DATA EXCERPTS.
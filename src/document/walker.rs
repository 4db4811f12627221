//! Document walker
//!
//! Visits every leaf of a document, computes its canonical path with the
//! same wildcard convention as the path compiler, and replaces the leaves
//! whose path is in the [`PathSet`] and that pass the caller's guard.
//!
//! The walk is copy-on-write: it builds a new value tree and leaves the
//! input untouched, so a failed walk never corrupts the caller's document.
//! Sibling subtrees are transformed concurrently; the first failure aborts
//! the walk.

use std::future::Future;
use std::pin::Pin;

use futures_util::future::{try_join_all, BoxFuture};
use futures_util::FutureExt;

use super::value::{Map, Value};
use crate::error::{CryptError, CryptResult};
use crate::path::{CanonicalPath, LeafKind, PathSet};

/// Future returned by a leaf transform
pub type LeafFuture<'a> = Pin<Box<dyn Future<Output = CryptResult<Value>> + Send + 'a>>;

/// Per-leaf asynchronous transform (encrypt or decrypt)
pub trait LeafTransform: Send + Sync {
    fn transform<'a>(&'a self, path: &'a CanonicalPath, leaf: &'a Value) -> LeafFuture<'a>;
}

/// Decides whether a leaf at a matching path is eligible
pub trait LeafGuard: Sync {
    fn admits(&self, leaf: &Value) -> bool;
}

/// Built-in guards for the two walk directions
#[derive(Debug, Clone, Copy, PartialEq, Eq)]
pub enum Guard {
    /// Strings and numbers; used when encrypting
    Plaintext,
    /// Opaque blobs; used when decrypting
    Opaque,
}

impl LeafGuard for Guard {
    fn admits(&self, leaf: &Value) -> bool {
        match self {
            Guard::Plaintext => leaf.is_plaintext(),
            Guard::Opaque => leaf.is_opaque(),
        }
    }
}

impl<F> LeafGuard for F
where
    F: Fn(&Value) -> bool + Sync,
{
    fn admits(&self, leaf: &Value) -> bool {
        self(leaf)
    }
}

/// Result of a completed walk
#[derive(Debug, Clone, PartialEq)]
pub struct Walked {
    /// The transformed document
    pub value: Value,
    /// Number of leaves replaced
    pub transformed: usize,
}

impl Walked {
    fn unchanged(value: Value) -> Self {
        Self {
            value,
            transformed: 0,
        }
    }
}

/// Walks documents against one compiled path set
#[derive(Debug, Clone, Copy)]
pub struct DocumentWalker<'p> {
    paths: &'p PathSet,
}

impl<'p> DocumentWalker<'p> {
    pub fn new(paths: &'p PathSet) -> Self {
        Self { paths }
    }

    /// Walks `value`, returning the transformed copy.
    ///
    /// # Errors
    ///
    /// - the first error returned by `transform`
    /// - `ShapeMismatch` if a container sits at a path declared as a
    ///   string or number leaf
    pub async fn walk<T, G>(&self, value: &Value, transform: &T, guard: &G) -> CryptResult<Walked>
    where
        T: LeafTransform + ?Sized,
        G: LeafGuard + ?Sized,
    {
        self.visit(value, CanonicalPath::root(), transform, guard).await
    }

    fn visit<'a, T, G>(
        &'a self,
        value: &'a Value,
        path: CanonicalPath,
        transform: &'a T,
        guard: &'a G,
    ) -> BoxFuture<'a, CryptResult<Walked>>
    where
        T: LeafTransform + ?Sized,
        G: LeafGuard + ?Sized,
    {
        async move {
            match value {
                Value::Object(map) => {
                    self.check_container(&path, value)?;
                    let (map, transformed) = self.visit_map(map, &path, transform, guard).await?;
                    Ok(Walked {
                        value: Value::Object(map),
                        transformed,
                    })
                }
                // Sub-documents walk as their field map.
                Value::Document(doc) => {
                    self.check_container(&path, value)?;
                    let (map, transformed) =
                        self.visit_map(doc.fields(), &path, transform, guard).await?;
                    Ok(Walked {
                        value: Value::Document(doc.with_fields(map)),
                        transformed,
                    })
                }
                Value::Array(items) => {
                    self.check_container(&path, value)?;
                    let element_path = path.wildcard();
                    let visited = try_join_all(
                        items
                            .iter()
                            .map(|item| self.visit(item, element_path.clone(), transform, guard)),
                    )
                    .await?;

                    let transformed = visited.iter().map(|w| w.transformed).sum();
                    Ok(Walked {
                        value: Value::Array(visited.into_iter().map(|w| w.value).collect()),
                        transformed,
                    })
                }
                leaf if self.paths.contains(&path) && guard.admits(leaf) => {
                    let replaced = transform.transform(&path, leaf).await?;
                    Ok(Walked {
                        value: replaced,
                        transformed: 1,
                    })
                }
                leaf => Ok(Walked::unchanged(leaf.clone())),
            }
        }
        .boxed()
    }

    async fn visit_map<T, G>(
        &self,
        map: &Map,
        path: &CanonicalPath,
        transform: &T,
        guard: &G,
    ) -> CryptResult<(Map, usize)>
    where
        T: LeafTransform + ?Sized,
        G: LeafGuard + ?Sized,
    {
        let visited = try_join_all(map.iter().map(|(key, child)| {
            self.visit(child, path.field(key), transform, guard)
                .map(move |result| result.map(|walked| (key.clone(), walked)))
        }))
        .await?;

        let mut transformed = 0;
        let mut out = Map::new();
        for (key, walked) in visited {
            transformed += walked.transformed;
            out.insert(key, walked.value);
        }
        Ok((out, transformed))
    }

    /// A container where a string or number leaf is declared is a schema
    /// violation; under an `any` path it is simply left alone.
    fn check_container(&self, path: &CanonicalPath, value: &Value) -> CryptResult<()> {
        match self.paths.kind(path) {
            Some(kind @ (LeafKind::String | LeafKind::Number)) => Err(CryptError::ShapeMismatch {
                path: path.to_string(),
                expected: kind.name(),
                found: value.kind_name(),
            }),
            _ => Ok(()),
        }
    }
}
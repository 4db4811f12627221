//! Path compiler
//!
//! Walks a schema once and emits the canonical path of every sensitive
//! leaf:
//! - object children extend the prefix with their field name
//! - arrays add one wildcard segment per nesting level
//! - embedded schemas are resolved through the registry and walked in place
//! - non-sensitive fields emit nothing but are still traversed
//!
//! Compilation is pure and synchronous. The output depends on schema
//! structure only, never on document data.

use std::collections::BTreeMap;

use super::canonical::CanonicalPath;
use super::set::{LeafKind, PathSet};
use crate::schema::{FieldDef, FieldType, Schema, SchemaError, SchemaRegistry, SchemaResult};

/// Compiles schemas into path sets, resolving embedded references
/// against a registry.
pub struct PathCompiler<'a> {
    registry: &'a SchemaRegistry,
}

impl<'a> PathCompiler<'a> {
    pub fn new(registry: &'a SchemaRegistry) -> Self {
        Self { registry }
    }

    /// Compiles `schema` into its path set.
    ///
    /// # Errors
    ///
    /// - `FLE_SCHEMA_CYCLE` if embedded references loop back on themselves
    /// - `FLE_UNKNOWN_SCHEMA` if an embedded reference is not registered
    /// - `FLE_INVALID_SENSITIVE_FIELD` if `sensitive` is declared on a
    ///   bool, object, or embedded field
    pub fn compile(&self, schema: &Schema) -> SchemaResult<PathSet> {
        let mut paths = PathSet::new();
        let mut active = vec![schema.label()];

        self.compile_fields(&schema.fields, &CanonicalPath::root(), &mut active, &mut paths)?;

        Ok(paths)
    }

    fn compile_fields(
        &self,
        fields: &BTreeMap<String, FieldDef>,
        prefix: &CanonicalPath,
        active: &mut Vec<String>,
        out: &mut PathSet,
    ) -> SchemaResult<()> {
        for (name, def) in fields {
            self.compile_type(&def.field_type, def.sensitive, prefix.field(name), active, out)?;
        }
        Ok(())
    }

    fn compile_type(
        &self,
        field_type: &FieldType,
        sensitive: bool,
        path: CanonicalPath,
        active: &mut Vec<String>,
        out: &mut PathSet,
    ) -> SchemaResult<()> {
        let leaf = match field_type {
            FieldType::String => Some(LeafKind::String),
            FieldType::Int | FieldType::Float => Some(LeafKind::Number),
            FieldType::Any => Some(LeafKind::Any),
            FieldType::Bool => None,
            FieldType::Array { element_type } => {
                return self.compile_type(element_type, sensitive, path.wildcard(), active, out);
            }
            FieldType::Object { fields } => {
                if sensitive {
                    return Err(SchemaError::invalid_sensitive_field(path.to_string(), "object"));
                }
                return self.compile_fields(fields, &path, active, out);
            }
            FieldType::Embedded {
                schema_id,
                schema_version,
            } => {
                if sensitive {
                    return Err(SchemaError::invalid_sensitive_field(path.to_string(), "embedded"));
                }
                return self.compile_embedded(schema_id, schema_version, &path, active, out);
            }
        };

        match (sensitive, leaf) {
            (true, Some(kind)) => out.insert(path, kind),
            (true, None) => {
                return Err(SchemaError::invalid_sensitive_field(
                    path.to_string(),
                    field_type.type_name(),
                ))
            }
            (false, _) => {}
        }
        Ok(())
    }

    fn compile_embedded(
        &self,
        schema_id: &str,
        schema_version: &str,
        path: &CanonicalPath,
        active: &mut Vec<String>,
        out: &mut PathSet,
    ) -> SchemaResult<()> {
        let embedded = self.registry.resolve(schema_id, schema_version)?;
        let label = embedded.label();

        if active.contains(&label) {
            let mut chain = active.clone();
            chain.push(label);
            return Err(SchemaError::schema_cycle(&chain));
        }

        active.push(label);
        self.compile_fields(&embedded.fields, path, active, out)?;
        active.pop();
        Ok(())
    }
}

#[cfg(test)]
mod tests {
    use super::*;

    fn fields(entries: Vec<(&str, FieldDef)>) -> BTreeMap<String, FieldDef> {
        entries.into_iter().map(|(k, v)| (k.to_string(), v)).collect()
    }

    fn blog_registry() -> SchemaRegistry {
        let mut registry = SchemaRegistry::in_memory();
        registry
            .register(Schema::new(
                "tmp",
                "v1",
                fields(vec![("test", FieldDef::optional_string().sensitive())]),
            ))
            .unwrap();
        registry
            .register(Schema::new(
                "authors",
                "v1",
                fields(vec![
                    ("firstName", FieldDef::optional_string().sensitive()),
                    ("lastName", FieldDef::optional_string().sensitive()),
                    ("tmp", FieldDef::optional_embedded("tmp", "v1")),
                ]),
            ))
            .unwrap();
        registry
    }

    fn blog_schema() -> Schema {
        Schema::new(
            "blogs",
            "v1",
            fields(vec![
                ("title", FieldDef::optional_string().sensitive()),
                ("body", FieldDef::optional_string().sensitive()),
                ("date", FieldDef::optional_int()),
                (
                    "author",
                    FieldDef::optional_array(FieldType::embedded("authors", "v1")),
                ),
                ("trash", FieldDef::optional_array(FieldType::Any).sensitive()),
            ]),
        )
    }

    #[test]
    fn test_blog_paths() {
        let registry = blog_registry();
        let paths = PathCompiler::new(&registry).compile(&blog_schema()).unwrap();

        assert_eq!(
            paths.to_strings(),
            vec![
                "author.*.firstName",
                "author.*.lastName",
                "author.*.tmp.test",
                "body",
                "title",
                "trash.*",
            ]
        );
        assert_eq!(paths.kind(&"trash.*".parse().unwrap()), Some(LeafKind::Any));
    }

    #[test]
    fn test_compile_is_deterministic() {
        let registry = blog_registry();
        let compiler = PathCompiler::new(&registry);
        let first = compiler.compile(&blog_schema()).unwrap();
        for _ in 0..10 {
            assert_eq!(compiler.compile(&blog_schema()).unwrap(), first);
        }
    }

    #[test]
    fn test_nested_object_without_arrays() {
        let registry = SchemaRegistry::in_memory();
        let address = fields(vec![
            ("city", FieldDef::optional_string()),
            ("zip", FieldDef::optional_string().sensitive()),
        ]);
        let schema = Schema::new(
            "users",
            "v1",
            fields(vec![("address", FieldDef::optional_object(address))]),
        );

        let paths = PathCompiler::new(&registry).compile(&schema).unwrap();
        assert_eq!(paths.to_strings(), vec!["address.zip"]);
    }

    #[test]
    fn test_array_of_arrays() {
        let registry = SchemaRegistry::in_memory();
        let cell = fields(vec![("value", FieldDef::optional_float().sensitive())]);
        let schema = Schema::new(
            "grids",
            "v1",
            fields(vec![
                (
                    "grid",
                    FieldDef::optional_array(FieldType::array_of(FieldType::Int)).sensitive(),
                ),
                (
                    "cells",
                    FieldDef::optional_array(FieldType::array_of(FieldType::Object { fields: cell })),
                ),
            ]),
        );

        let paths = PathCompiler::new(&registry).compile(&schema).unwrap();
        assert_eq!(paths.to_strings(), vec!["cells.*.*.value", "grid.*.*"]);
    }

    #[test]
    fn test_any_requires_declaration() {
        let registry = SchemaRegistry::in_memory();
        let schema = Schema::new(
            "misc",
            "v1",
            fields(vec![("extra", FieldDef::optional_any())]),
        );
        assert!(PathCompiler::new(&registry).compile(&schema).unwrap().is_empty());
    }

    #[test]
    fn test_sensitive_bool_rejected() {
        let registry = SchemaRegistry::in_memory();
        let schema = Schema::new(
            "flags",
            "v1",
            fields(vec![("active", FieldDef::optional_bool().sensitive())]),
        );
        let err = PathCompiler::new(&registry).compile(&schema).unwrap_err();
        assert_eq!(err.code().code(), "FLE_INVALID_SENSITIVE_FIELD");
        assert_eq!(err.field(), Some("active"));
    }

    #[test]
    fn test_sensitive_array_of_objects_rejected() {
        let registry = SchemaRegistry::in_memory();
        let inner = fields(vec![("x", FieldDef::optional_string())]);
        let schema = Schema::new(
            "bad",
            "v1",
            fields(vec![(
                "items",
                FieldDef::optional_array(FieldType::Object { fields: inner }).sensitive(),
            )]),
        );
        let err = PathCompiler::new(&registry).compile(&schema).unwrap_err();
        assert_eq!(err.field(), Some("items.*"));
    }

    #[test]
    fn test_cycle_detected() {
        let mut registry = SchemaRegistry::in_memory();
        registry
            .register(Schema::new(
                "comment",
                "v1",
                fields(vec![
                    ("text", FieldDef::optional_string().sensitive()),
                    (
                        "replies",
                        FieldDef::optional_array(FieldType::embedded("comment", "v1")),
                    ),
                ]),
            ))
            .unwrap();

        let root = registry.resolve("comment", "v1").unwrap().clone();
        let err = PathCompiler::new(&registry).compile(&root).unwrap_err();
        assert_eq!(err.code().code(), "FLE_SCHEMA_CYCLE");
        assert!(err.message().contains("comment@v1 -> comment@v1"));
    }

    #[test]
    fn test_sibling_reuse_is_not_a_cycle() {
        let registry = blog_registry();
        let schema = Schema::new(
            "pair",
            "v1",
            fields(vec![
                ("left", FieldDef::optional_embedded("tmp", "v1")),
                ("right", FieldDef::optional_embedded("tmp", "v1")),
            ]),
        );
        let paths = PathCompiler::new(&registry).compile(&schema).unwrap();
        assert_eq!(paths.to_strings(), vec!["left.test", "right.test"]);
    }

    #[test]
    fn test_unknown_embedded_schema() {
        let registry = SchemaRegistry::in_memory();
        let schema = Schema::new(
            "orphans",
            "v1",
            fields(vec![("parent", FieldDef::optional_embedded("missing", "v9"))]),
        );
        let err = PathCompiler::new(&registry).compile(&schema).unwrap_err();
        assert_eq!(err.code().code(), "FLE_UNKNOWN_SCHEMA");
    }
}
//! # Key Resolver

use std::future::Future;
use std::pin::Pin;
use std::sync::Arc;

use super::errors::KeyResult;
use super::key::KeyHandle;

/// Future returned by [`KeyResolver::resolve`]
pub type ResolveFuture<'a> = Pin<Box<dyn Future<Output = KeyResult<KeyHandle>> + Send + 'a>>;

/// Maps a logical key name to a data key handle.
///
/// Implementations find an existing key by alternate name or mint and
/// persist a new one. Concurrent calls for the same name must agree on a
/// single key.
pub trait KeyResolver: Send + Sync {
    fn resolve<'a>(&'a self, key_name: &'a str) -> ResolveFuture<'a>;
}

impl<R: KeyResolver + ?Sized> KeyResolver for Arc<R> {
    fn resolve<'a>(&'a self, key_name: &'a str) -> ResolveFuture<'a> {
        (**self).resolve(key_name)
    }
}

YOUR TASK. Only the lines from the beginning of the material above through the line with "#[derive(Debug, Clone, Copy)]" are wanted; extract them exactly.

ANSWER TO THE PROBLEM.
filename src/document/walker.rs
repository 4db4811f12627221
//! Document walker
//!
//! Visits every leaf of a document, computes its canonical path with the
//! same wildcard convention as the path compiler, and replaces the leaves
//! whose path is in the [`PathSet`] and that pass the caller's guard.
//!
//! The walk is copy-on-write: it builds a new value tree and leaves the
//! input untouched, so a failed walk never corrupts the caller's document.
//! Sibling subtrees are transformed concurrently; the first failure aborts
//! the walk.

use std::future::Future;
use std::pin::Pin;

use futures_util::future::{try_join_all, BoxFuture};
use futures_util::FutureExt;

use super::value::{Map, Value};
use crate::error::{CryptError, CryptResult};
use crate::path::{CanonicalPath, LeafKind, PathSet};

/// Future returned by a leaf transform
pub type LeafFuture<'a> = Pin<Box<dyn Future<Output = CryptResult<Value>> + Send + 'a>>;

/// Per-leaf asynchronous transform (encrypt or decrypt)
pub trait LeafTransform: Send + Sync {
    fn transform<'a>(&'a self, path: &'a CanonicalPath, leaf: &'a Value) -> LeafFuture<'a>;
}

/// Decides whether a leaf at a matching path is eligible
pub trait LeafGuard: Sync {
    fn admits(&self, leaf: &Value) -> bool;
}

/// Built-in guards for the two walk directions
#[derive(Debug, Clone, Copy, PartialEq, Eq)]
pub enum Guard {
    /// Strings and numbers; used when encrypting
    Plaintext,
    /// Opaque blobs; used when decrypting
    Opaque,
}

impl LeafGuard for Guard {
    fn admits(&self, leaf: &Value) -> bool {
        match self {
            Guard::Plaintext => leaf.is_plaintext(),
            Guard::Opaque => leaf.is_opaque(),
        }
    }
}

impl<F> LeafGuard for F
where
    F: Fn(&Value) -> bool + Sync,
{
    fn admits(&self, leaf: &Value) -> bool {
        self(leaf)
    }
}

/// Result of a completed walk
#[derive(Debug, Clone, PartialEq)]
pub struct Walked {
    /// The transformed document
    pub value: Value,
    /// Number of leaves replaced
    pub transformed: usize,
}

impl Walked {
    fn unchanged(value: Value) -> Self {
        Self {
            value,
            transformed: 0,
        }
    }
}

/// Walks documents against one compiled path set
#[derive(Debug, Clone, Copy)]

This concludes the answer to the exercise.